Directed by Morgan J. Freeman (no relation to the actor), "Homecoming" has the makings of a spectacular B-movie, but sadly lacks the guts necessary to push itself onto a truly cheesy level of existence.
Barton, who plays a small-town barkeep named Shelby, comes off as a mere gal unhinged when she could have been grossly, gorgeously deranged. Tsk. Apart from the fact that Shelby has probably watched "Misery" on her DVD player one too many times, there's not much in her behavior that's inspiring in a horrific way and the story hovers indecisively between Shelby's relationship woes and her not very original stalker antics (Kathy Bates should have stepped in to give a tutorial) while the camera never misses an opportunity to zero in on her cleavage and stay there for as long as decently possible. On the one hand, how could a woman this hot be treated like this? On another hand, fairly quickly into the story there comes a tremendous urge to stamp "He's just not that into you!" on Shelby's forehead.
But at least Shelby has a lot of zing and cuteness going for her while her love object, Mike (Matt Long), is the type of clueless lout you never want to meet in real life. In high school Mike was captain of the football team and prom king, going out with Shelby the prom queen and earmarked for a smashing future (yawn). Now playing college football at Northwestern University, Mike returns home in hammy glory with a girlfriend on his arm (and the whole, football-centric town gathers to greet their local hero and cheer) — choosing to ignore the effect such a scene may have on his still love-struck ex. Even klutzier is Mike's willingness to reunite with Shelby and introduce her to his current love, Elizabeth (Jessica Stroup), right in Shelby's bar-cum-bowling alley, with her presiding over the party and carrying drink trays. There's Shelby, passing around the beer and telling Mike that she's decided to make additions to her house, to accommodate the "babies we'll be having." There's Mike, scratching his head and wondering what the hell could that mean?
One dumb decision leads to another and Mike and his terrifically laid back sherrif cousin, Billy (with this guy as law-enforcer, it's a wonder the town wasn't plundered and destroyed long ago), drop Elizabeth off at a motel so she can rest and be fresh to meet Mike's parents in the morning. But the place is fully booked and Elizabeth finds herself walking 5 km to the next motel, her iPhone inexplicably refusing to work. A car brushes past her, Elizabeth takes a fall, the driver steps out and who should it be but her blonde nemesis Shelby. From here on Elizabeth spends the rest of the story with a broken leg, incarcerated in Shelby's bedroom which is covered floor to ceiling with photos and memorabilia of high school and Mike.
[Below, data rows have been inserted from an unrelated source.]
//! Exploration job pipeline.
//!
//! One run per job, on its own task:
//!
//! ```text
//! register stop trigger
//!   -> load job + endpoint -> start job -> scratch workspace
//!   -> worker process -> result.json -> artifacts -> test procedure
//!   -> complete(Success)
//! ```
//!
//! Any fatal error goes through [`Pipeline::fail_job`], so every run that can
//! reach the job store leaves the job in a terminal status.

use std::future::Future;
use std::path::PathBuf;
use std::sync::Arc;
use std::time::Duration;

use serde_json::json;
use shared_types::{
    Endpoint, ExplorationConfig, Job, JobStatus, JsonMap, CONFIG_ENDPOINT_ID,
    CONFIG_PROCEDURE_NAME, CONFIG_PROJECT_ID, RESULT_ERROR,
};
use tokio::task::JoinHandle;
use tokio_util::sync::CancellationToken;
use tracing::{error, info, warn};
use uuid::Uuid;

use crate::artifacts::ArtifactCollector;
use crate::endpoints::{EndpointError, EndpointStore};
use crate::error::PipelineError;
use crate::jobs::{JobError, JobSetter, JobStore};
use crate::persister::{PersistedProcedure, ResultPersister};
use crate::procedures::TestProcedureStore;
use crate::registry::{register_scoped, CancelRegistry};
use crate::scope::RunScope;
use crate::storage::BlobStorage;
use crate::worker::ExplorationWorker;
use crate::workspace::ScratchWorkspace;

pub const DEFAULT_PROCEDURE_NAME: &str = "UI Exploration";

const MAX_REASON_CHARS: usize = 1000;
const TRUNCATED_MARKER: &str = "... (truncated)";

#[derive(Debug, Clone)]
pub struct PipelineSettings {
    /// Upper bound on one run, from registration to completion
    pub time_limit: Duration,
    /// Parent directory for per-job scratch workspaces
    pub scratch_dir: PathBuf,
    /// Browser automation server base URL; the worker gets `{base}/sse`
    pub playwright_mcp_url: String,
}

/// Fields decoded from `Job.config`.
#[derive(Debug, Clone, PartialEq, Eq)]
pub struct ExplorationRequest {
    pub endpoint_id: Uuid,
    pub project_id: Uuid,
    pub procedure_name: String,
}

impl ExplorationRequest {
    pub fn from_config(config: &JsonMap) -> Result<Self, PipelineError> {
        let procedure_name = config
            .get(CONFIG_PROCEDURE_NAME)
            .and_then(|v| v.as_str())
            .filter(|name| !name.trim().is_empty())
            .unwrap_or(DEFAULT_PROCEDURE_NAME)
            .to_string();

        Ok(Self {
            endpoint_id: required_uuid(config, CONFIG_ENDPOINT_ID)?,
            project_id: required_uuid(config, CONFIG_PROJECT_ID)?,
            procedure_name,
        })
    }
}

fn required_uuid(config: &JsonMap, key: &str) -> Result<Uuid, PipelineError> {
    match config.get(key) {
        None | Some(serde_json::Value::Null) => Err(PipelineError::Validation(format!(
            "missing {key} in job config"
        ))),
        Some(serde_json::Value::String(raw)) => Uuid::parse_str(raw)
            .map_err(|e| PipelineError::Validation(format!("invalid {key}: {e}"))),
        Some(other) => Err(PipelineError::Validation(format!(
            "invalid {key}: expected a UUID string, got {other}"
        ))),
    }
}

/// Cut `reason` to at most 1000 characters, marking the cut.
pub fn truncate_reason(reason: &str) -> String {
    match reason.char_indices().nth(MAX_REASON_CHARS) {
        Some((cut, _)) => format!("{}{TRUNCATED_MARKER}", &reason[..cut]),
        None => reason.to_string(),
    }
}

pub struct Pipeline {
    settings: PipelineSettings,
    jobs: Arc<dyn JobStore>,
    endpoints: Arc<dyn EndpointStore>,
    worker: ExplorationWorker,
    collector: ArtifactCollector,
    persister: ResultPersister,
    registry: Arc<dyn CancelRegistry>,
    parent: Option<CancellationToken>,
}

impl Pipeline {
    pub fn new(
        settings: PipelineSettings,
        jobs: Arc<dyn JobStore>,
        endpoints: Arc<dyn EndpointStore>,
        procedures: Arc<dyn TestProcedureStore>,
        storage: Arc<dyn BlobStorage>,
        worker: ExplorationWorker,
        registry: Arc<dyn CancelRegistry>,
    ) -> Self {
        Self {
            settings,
            jobs,
            endpoints,
            worker,
            collector: ArtifactCollector::new(storage),
            persister: ResultPersister::new(procedures),
            registry,
            parent: None,
        }
    }

    /// Every run also stops when `parent` is cancelled.
    pub fn with_parent(mut self, parent: CancellationToken) -> Self {
        self.parent = Some(parent);
        self
    }

    /// Run `job_id` on its own task.
    ///
    /// The returned handle resolves to the job's terminal status. A panic
    /// inside the run is caught here and the job is failed with
    /// "pipeline panicked".
    pub fn spawn(self: &Arc<Self>, job_id: Uuid) -> JoinHandle<JobStatus> {
        let pipeline = Arc::clone(self);
        tokio::spawn(async move {
            let run = tokio::spawn({
                let pipeline = Arc::clone(&pipeline);
                async move { pipeline.run(job_id).await }
            });
            match run.await {
                Ok(status) => status,
                Err(e) => {
                    let reason = if e.is_panic() {
                        "pipeline panicked"
                    } else {
                        "pipeline task cancelled"
                    };
                    error!(%job_id, error = %e, "exploration run aborted");
                    pipeline
                        .fail_job(job_id, JobStatus::Failed, reason)
                        .await
                }
            }
        })
    }

    /// Ask the run for `job_id` to stop. `false` when no run is registered.
    pub fn stop(&self, job_id: Uuid) -> bool {
        let found = self.registry.request_stop(job_id);
        if found {
            info!(%job_id, "stop requested");
        } else {
            warn!(%job_id, "stop requested for job with no active run");
        }
        found
    }

    /// Poll until `job_id` is terminal and return the stored job.
    ///
    /// Once `interrupt` resolves the run is asked to stop. A queued job has
    /// no registered run yet, so the stop is retried on every poll until a
    /// run receives it.
    pub async fn wait_for_terminal<F>(
        &self,
        job_id: Uuid,
        interrupt: F,
        poll_interval: Duration,
    ) -> Result<Job, PipelineError>
    where
        F: Future<Output = ()>,
    {
        tokio::pin!(interrupt);
        let mut poll = tokio::time::interval(poll_interval);
        let mut interrupted = false;
        let mut delivered = false;

        loop {
            tokio::select! {
                _ = &mut interrupt, if !interrupted => {
                    info!(%job_id, "interrupt received, stopping job");
                    interrupted = true;
                    delivered = self.stop(job_id);
                }
                _ = poll.tick() => {
                    let current = self.load_job(job_id).await?;
                    if current.status.is_terminal() {
                        return Ok(current);
                    }
                    if interrupted && !delivered {
                        delivered = self.registry.request_stop(job_id);
                        if delivered {
                            info!(%job_id, "stop delivered to queued job");
                        }
                    }
                }
            }
        }
    }

    /// Execute one run to a terminal status.
    pub async fn run(&self, job_id: Uuid) -> JobStatus {
        let scope = match &self.parent {
            Some(parent) => RunScope::child_of(parent, self.settings.time_limit),
            None => RunScope::new(self.settings.time_limit),
        };
        let _registration = register_scoped(&self.registry, job_id, scope.token());

        info!(%job_id, time_limit_secs = self.settings.time_limit.as_secs(), "exploration run started");

        match self.execute(&scope, job_id).await {
            Ok(persisted) => {
                info!(
                    %job_id,
                    procedure_id = %persisted.id,
                    steps = persisted.steps_count,
                    "exploration job succeeded"
                );
                JobStatus::Success
            }
            Err(e) => {
                self.fail_job(job_id, e.terminal_status(), &e.to_string())
                    .await
            }
        }
    }

    async fn execute(
        &self,
        scope: &RunScope,
        job_id: Uuid,
    ) -> Result<PersistedProcedure, PipelineError> {
        let job = scope.run(self.load_job(job_id)).await?;
        let request = ExplorationRequest::from_config(&job.config)?;
        let endpoint = scope.run(self.load_endpoint(request.endpoint_id)).await?;

        scope
            .run(async {
                self.jobs
                    .start(job_id)
                    .await
                    .map_err(|e| PipelineError::Lifecycle(e.to_string()))
            })
            .await?;

        let workspace = ScratchWorkspace::create(&self.settings.scratch_dir, job_id)
            .map_err(|e| PipelineError::Workspace(e.to_string()))?;
        info!(%job_id, path = %workspace.path().display(), "scratch workspace created");

        let config = self.exploration_config(job_id, &endpoint, &request, &workspace);
        self.worker.run(scope, workspace.path(), &config).await?;

        let result = self.worker.read_result(scope, workspace.path()).await?;
        info!(
            %job_id,
            steps = result.steps.len(),
            schema_version = result.schema_version(),
            "agent result decoded"
        );

        let steps = self
            .collector
            .collect(scope, &workspace, request.project_id, result.steps.clone(), &result.summary)
            .await?;

        let persisted = scope
            .run(self.persister.persist(
                request.project_id,
                job.created_by,
                &request.procedure_name,
                &result,
                steps,
            ))
            .await?;

        if let Err(e) = self
            .jobs
            .complete(job_id, JobStatus::Success, persisted.summary())
            .await
        {
            error!(%job_id, procedure_id = %persisted.id, error = %e, "failed to complete job after persisting procedure");
            return Err(PipelineError::Persistence(format!("failed to complete job: {e}")));
        }

        Ok(persisted)
    }

    async fn load_job(&self, job_id: Uuid) -> Result<Job, PipelineError> {
        self.jobs.get_by_id(job_id).await.map_err(|e| match e {
            JobError::NotFound => PipelineError::NotFound(format!("job {job_id} not found")),
            other => PipelineError::Persistence(format!("failed to load job: {other}")),
        })
    }

    async fn load_endpoint(&self, endpoint_id: Uuid) -> Result<Endpoint, PipelineError> {
        self.endpoints
            .get_by_id(endpoint_id)
            .await
            .map_err(|e| match e {
                EndpointError::NotFound => {
                    PipelineError::NotFound(format!("endpoint {endpoint_id} not found"))
                }
                other => PipelineError::Persistence(format!("failed to load endpoint: {other}")),
            })
    }

    fn exploration_config(
        &self,
        job_id: Uuid,
        endpoint: &Endpoint,
        request: &ExplorationRequest,
        workspace: &ScratchWorkspace,
    ) -> ExplorationConfig {
        ExplorationConfig {
            target_url: endpoint.url.clone(),
            credentials: endpoint.credentials.clone(),
            procedure_name: request.procedure_name.clone(),
            job_id: job_id.to_string(),
            output_dir: workspace.path().to_string_lossy().to_string(),
            playwright_mcp_url: format!(
                "{}/sse",
                self.settings.playwright_mcp_url.trim_end_matches('/')
            ),
        }
    }

    /// Record a fatal outcome on the job and return the status it ends with.
    ///
    /// Tries the lifecycle transition first; a job that never reached
    /// Running falls back to a direct field update. A job that is already
    /// terminal keeps its status and result.
    pub async fn fail_job(&self, job_id: Uuid, status: JobStatus, reason: &str) -> JobStatus {
        let reason = truncate_reason(reason);
        match status {
            JobStatus::Stopped => info!(%job_id, error = %reason, "exploration job stopped"),
            _ => error!(%job_id, error = %reason, "exploration job failed"),
        }

        let mut result = JsonMap::new();
        result.insert(RESULT_ERROR.to_string(), json!(reason));

        let Err(e) = self.jobs.complete(job_id, status, result.clone()).await else {
            return status;
        };

        match self.jobs.get_by_id(job_id).await {
            Ok(job) if job.status.is_terminal() => {
                warn!(
                    %job_id,
                    recorded = %job.status,
                    "job already finished, leaving its outcome in place"
                );
                return job.status;
            }
            Ok(_) => {}
            Err(lookup) => {
                error!(%job_id, error = %lookup, "failed to load job while recording failure");
                return status;
            }
        }
        warn!(%job_id, error = %e, "failed to complete job, falling back to direct update");

        if let Err(e) = self
            .jobs
            .update(job_id, vec![JobSetter::Status(status), JobSetter::Result(result)])
            .await
        {
            error!(%job_id, error = %e, "failed to record job failure");
        }
        status
    }
}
The decor alone (never mind the gaping plot contrivances) would drive a woman to the depths of insanity.
Still, Shelby turns out to be the one beacon of light (color: shocking pink) in this terrifically antiseptic suburbia-land where everyone apparently goes to bed at 9:00 p.m. and are oblivious to the wails of agony heard from her house. And Mike feels perfectly at home here? It may be the best thing for Elizabeth if she never does get to meet his parents.